In theory referencing also improves performance by having some steps (e.g. connections to source) performed only once. This isn’t necessarily the case given the way the engine works, however.  Whilst improving readability, the default options for Power BI can make using intermediate queries actually less performant due to the fact that a data preview is loaded for each query. Performance of working with referenced queries in the query editor can be helped by de-selecting the option for background processing in Power BI Desktop options:

Appending Queries

Consider the Actuals vs Budget data where the actuals data is split across two files – one containing sales in H1 2019 and the other sales in H2 2019. The structure of both files is identical, they both contain exactly the same columns.

Using the same method as described above to bring in both files as separate queries means that our query editor now looks like:

Note that both the queries have load disabled as we don’t want to load the H1 and H2 files separately but rather the combined sales data.

To then combine the data in these queries together, we click on the dropdown next to Append Queries in the Home Ribbon, select ‘Append Queries as New’, select the option to append two tables and select the tables:

This creates a new Query called Append1 which we can rename to something more meaningful. The append is clever enough to not bring across the header rows multiple times so the new query contains the right rows of data we need. Note that if one of the files had columns that didn’t exist in the other, it would bring it as a column in the appended dataset though with nulls against those rows from the dataset that didn’t contain the column.
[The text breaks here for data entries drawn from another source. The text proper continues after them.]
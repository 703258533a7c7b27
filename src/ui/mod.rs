//! Terminal UI rendering using ratatui.
//!
//! ## Submodules
//!
//! - [`common`]: Header, session panel, status bar and help overlay
//! - [`history`]: Table of status transitions
//! - [`theme`]: Light/dark theme support with terminal auto-detection
//!
//! ## Rendering Architecture
//!
//! ```text
//! ┌──────────────────────────────────────┐
//! │ Header (common::render_header)       │
//! ├──────────────────────────────────────┤
//! │ Session (common::render_session)     │
//! ├──────────────────────────────────────┤
//! │                                      │
//! │ History (history::render)            │
//! │                                      │
//! ├──────────────────────────────────────┤
//! │ Status Bar (common::render_status)   │
//! └──────────────────────────────────────┘
//!         ↑
//!    Overlay rendered on top:
//!    - common::render_help
//! ```

pub mod common;
pub mod history;
pub mod theme;

pub use theme::Theme;

use ratatui::layout::{Alignment, Constraint, Layout, Rect};
use ratatui::style::{Color, Style};
use ratatui::widgets::Paragraph;
use ratatui::Frame;

use crate::app::App;

/// Minimum terminal size for usable display
pub const MIN_WIDTH: u16 = 40;
pub const MIN_HEIGHT: u16 = 10;

/// Render one full frame.
pub fn draw(frame: &mut Frame, app: &App) {
    let area = frame.area();

    if area.width < MIN_WIDTH || area.height < MIN_HEIGHT {
        let msg = format!(
            "Terminal too small: {}x{}\nMinimum: {}x{}\n\nResize to continue",
            area.width, area.height, MIN_WIDTH, MIN_HEIGHT
        );
        let paragraph = Paragraph::new(msg)
            .alignment(Alignment::Center)
            .style(Style::default().fg(Color::Yellow));
        let centered = Rect::new(0, (area.height / 2).saturating_sub(2), area.width, 5.min(area.height));
        frame.render_widget(paragraph, centered);
        return;
    }

    let chunks = Layout::vertical([
        Constraint::Length(1), // Header bar
        Constraint::Length(6), // Session panel
        Constraint::Min(3),    // History
        Constraint::Length(1), // Status bar
    ])
    .split(area);

    common::render_header(frame, app, chunks[0]);
    common::render_session(frame, app, chunks[1]);
    history::render(frame, app, chunks[2]);
    common::render_status_bar(frame, app, chunks[3]);

    if app.show_help {
        common::render_help(frame, app, area);
    }
}

/// Format a wall-clock time like a locale time string.
pub fn format_time(time: &chrono::DateTime<chrono::Local>) -> String {
    time.format("%H:%M:%S").to_string()
}

/// Format a signed span as "1h 2m", "3m 4s" or "5s".
pub fn format_span(span: chrono::Duration) -> String {
    let secs = span.num_seconds().max(0);
    if secs < 60 {
        format!("{}s", secs)
    } else if secs < 3600 {
        format!("{}m {}s", secs / 60, secs % 60)
    } else if secs < 86400 {
        format!("{}h {}m", secs / 3600, (secs % 3600) / 60)
    } else {
        format!("{}d {}h", secs / 86400, (secs % 86400) / 3600)
    }
}

#[cfg(test)]
mod tests {
    use super::*;
    use std::time::Duration;

    use ratatui::backend::TestBackend;
    use ratatui::Terminal;

    use crate::data::{ConnectivityStatus, SessionState};
    use crate::scheduler::{SchedulerControl, SessionFeed};

    fn buffer_text(terminal: &Terminal<TestBackend>) -> String {
        let buffer = terminal.backend().buffer();
        buffer.content().iter().map(|cell| cell.symbol()).collect()
    }

    fn render(state: SessionState, width: u16, height: u16) -> String {
        let app = App::with_theme(
            SessionFeed::fixed(state),
            SchedulerControl::disconnected(),
            "http://probe.test/",
            Duration::from_secs(10),
            Theme::dark(),
        );
        let mut terminal = Terminal::new(TestBackend::new(width, height)).unwrap();
        terminal.draw(|frame| draw(frame, &app)).unwrap();
        buffer_text(&terminal)
    }

    #[test]
    fn test_format_span() {
        assert_eq!(format_span(chrono::Duration::seconds(42)), "42s");
        assert_eq!(format_span(chrono::Duration::seconds(90)), "1m 30s");
        assert_eq!(format_span(chrono::Duration::seconds(3661)), "1h 1m");
        assert_eq!(format_span(chrono::Duration::seconds(90061)), "1d 1h");
        assert_eq!(format_span(chrono::Duration::seconds(-3)), "0s");
    }

    #[test]
    fn test_draw_shows_status_and_history() {
        let mut state = SessionState::new(ConnectivityStatus::Online);
        state.report_offline();
        let text = render(state, 80, 24);

        assert!(text.contains("OFFLINE"));
        assert!(text.contains("History"));
        assert!(text.contains("online"));
        assert!(text.contains("offline"));
        assert!(text.contains("http://probe.test/"));
    }

    #[test]
    fn test_draw_before_first_check() {
        let text = render(SessionState::new(ConnectivityStatus::Online), 80, 24);
        assert!(text.contains("Last checked"));
        assert!(text.contains("pending"));
    }

    #[test]
    fn test_draw_too_small() {
        let text = render(SessionState::new(ConnectivityStatus::Online), 30, 8);
        assert!(text.contains("Terminal too small"));
    }
}
//! Session state: the connectivity state machine.

use chrono::{DateTime, Local};

use super::history::History;
use super::status::ConnectivityStatus;

/// Mutable root of one monitoring session.
///
/// Only [`report_online`](Self::report_online), [`report_offline`](Self::report_offline)
/// and [`record_check`](Self::record_check) mutate it. Nothing is persisted;
/// the state is discarded when the process exits.
#[derive(Debug, Clone, PartialEq, Eq)]
pub struct SessionState {
    session_start: DateTime<Local>,
    current_status: ConnectivityStatus,
    last_checked_at: Option<DateTime<Local>>,
    history: History,
}

impl SessionState {
    /// Start a session now with the given initial status.
    pub fn new(initial: ConnectivityStatus) -> Self {
        Self::started_at(initial, Local::now())
    }

    /// Start a session at an explicit time.
    ///
    /// The history is seeded with `{initial, session_start}`.
    pub fn started_at(initial: ConnectivityStatus, session_start: DateTime<Local>) -> Self {
        Self {
            session_start,
            current_status: initial,
            last_checked_at: None,
            history: History::starting_with(initial, session_start),
        }
    }

    pub fn session_start(&self) -> DateTime<Local> {
        self.session_start
    }

    pub fn current_status(&self) -> ConnectivityStatus {
        self.current_status
    }

    /// Time of the most recent poll tick, `None` before the first one.
    pub fn last_checked_at(&self) -> Option<DateTime<Local>> {
        self.last_checked_at
    }

    pub fn history(&self) -> &History {
        &self.history
    }

    /// Mark the host as online. Returns `true` if a transition was recorded.
    pub fn report_online(&mut self) -> bool {
        self.report_online_at(Local::now())
    }

    /// Mark the host as offline. Returns `true` if a transition was recorded.
    pub fn report_offline(&mut self) -> bool {
        self.report_offline_at(Local::now())
    }

    pub fn report_online_at(&mut self, at: DateTime<Local>) -> bool {
        self.report(ConnectivityStatus::Online, at)
    }

    pub fn report_offline_at(&mut self, at: DateTime<Local>) -> bool {
        self.report(ConnectivityStatus::Offline, at)
    }

    /// Apply a status report.
    ///
    /// The status assignment is unconditional; the history only grows when
    /// the last entry has a different status.
    pub fn report(&mut self, status: ConnectivityStatus, at: DateTime<Local>) -> bool {
        self.current_status = status;
        self.history.record(status, at)
    }

    /// Stamp the start of a probe attempt.
    pub fn record_check(&mut self) {
        self.record_check_at(Local::now());
    }

    pub fn record_check_at(&mut self, at: DateTime<Local>) {
        self.last_checked_at = Some(at);
    }

    /// How long the session has been running.
    pub fn uptime(&self) -> chrono::Duration {
        Local::now().signed_duration_since(self.session_start)
    }
}

#[cfg(test)]
mod tests {
    use super::*;
    use chrono::Duration;

    use ConnectivityStatus::{Offline, Online};

    #[test]
    fn test_startup_while_offline() {
        let start = Local::now();
        let state = SessionState::started_at(Offline, start);

        assert_eq!(state.current_status(), Offline);
        assert_eq!(state.history().len(), 1);
        assert_eq!(state.history()[0].status, Offline);
        assert_eq!(state.history()[0].timestamp, start);
        assert_eq!(state.session_start(), start);
        assert!(state.last_checked_at().is_none());
    }

    #[test]
    fn test_report_online_twice_appends_once() {
        let mut state = SessionState::new(Offline);

        assert!(state.report_online());
        assert!(!state.report_online());
        assert_eq!(state.current_status(), Online);
        assert_eq!(state.history().len(), 2);
    }

    #[test]
    fn test_report_offline_twice_appends_once() {
        let mut state = SessionState::new(Online);

        assert!(state.report_offline());
        assert!(!state.report_offline());
        assert_eq!(state.current_status(), Offline);
        assert_eq!(state.history().len(), 2);
    }

    #[test]
    fn test_repeated_online_while_online_is_ignored() {
        let mut state = SessionState::new(Online);
        for _ in 0..3 {
            state.report_online();
        }
        assert_eq!(state.history().len(), 1);
    }

    #[test]
    fn test_record_check_keeps_latest() {
        let start = Local::now();
        let mut state = SessionState::started_at(Online, start);

        let ticks: Vec<_> = (1..=4).map(|i| start + Duration::seconds(10 * i)).collect();
        for tick in &ticks {
            state.record_check_at(*tick);
        }

        assert_eq!(state.last_checked_at(), ticks.last().copied());
        // Checks never touch status or history
        assert_eq!(state.history().len(), 1);
    }

    #[test]
    fn test_session_start_is_fixed() {
        let start = Local::now();
        let mut state = SessionState::started_at(Online, start);
        state.report_offline_at(start + Duration::seconds(5));
        state.report_online_at(start + Duration::seconds(9));
        assert_eq!(state.session_start(), start);
    }

    #[test]
    fn test_final_status_matches_last_report() {
        let mut state = SessionState::new(Online);
        state.report_offline();
        state.report_online();
        state.report_offline();
        assert_eq!(state.current_status(), Offline);
        assert_eq!(state.history().last_status(), Some(Offline));
    }
}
Whilst this works well as a one of exercise, if you need to periodically pick up and append new files (e.g. if new extracts are placed into a folder each day/week/month), then instead of this method you can use the append from folder functionality within the query editor.

This will automatically append all files in a folder provided they have the same structure. So once this is set up, each time the report is set to refresh (up to 8 times per day on a Pro licence), it will take all the files in the folder and append them/apply any other transformations automatically with no manual intervention required.

To do this, select Folder as the data source, point to the folder that contains all the files (CSV, JSON or Excel format) to append and select ‘edit’. This will list all the files in the folder along with file properties:

At this point, it is possible to filter down the list to only include specific files to append (e.g. ensuring only excel files are included by filtering on the extension) or to create a calculated column e.g. to extract text out of the filename (see section on Selecting the latest file in the Combine or Select From Multiple Files topic).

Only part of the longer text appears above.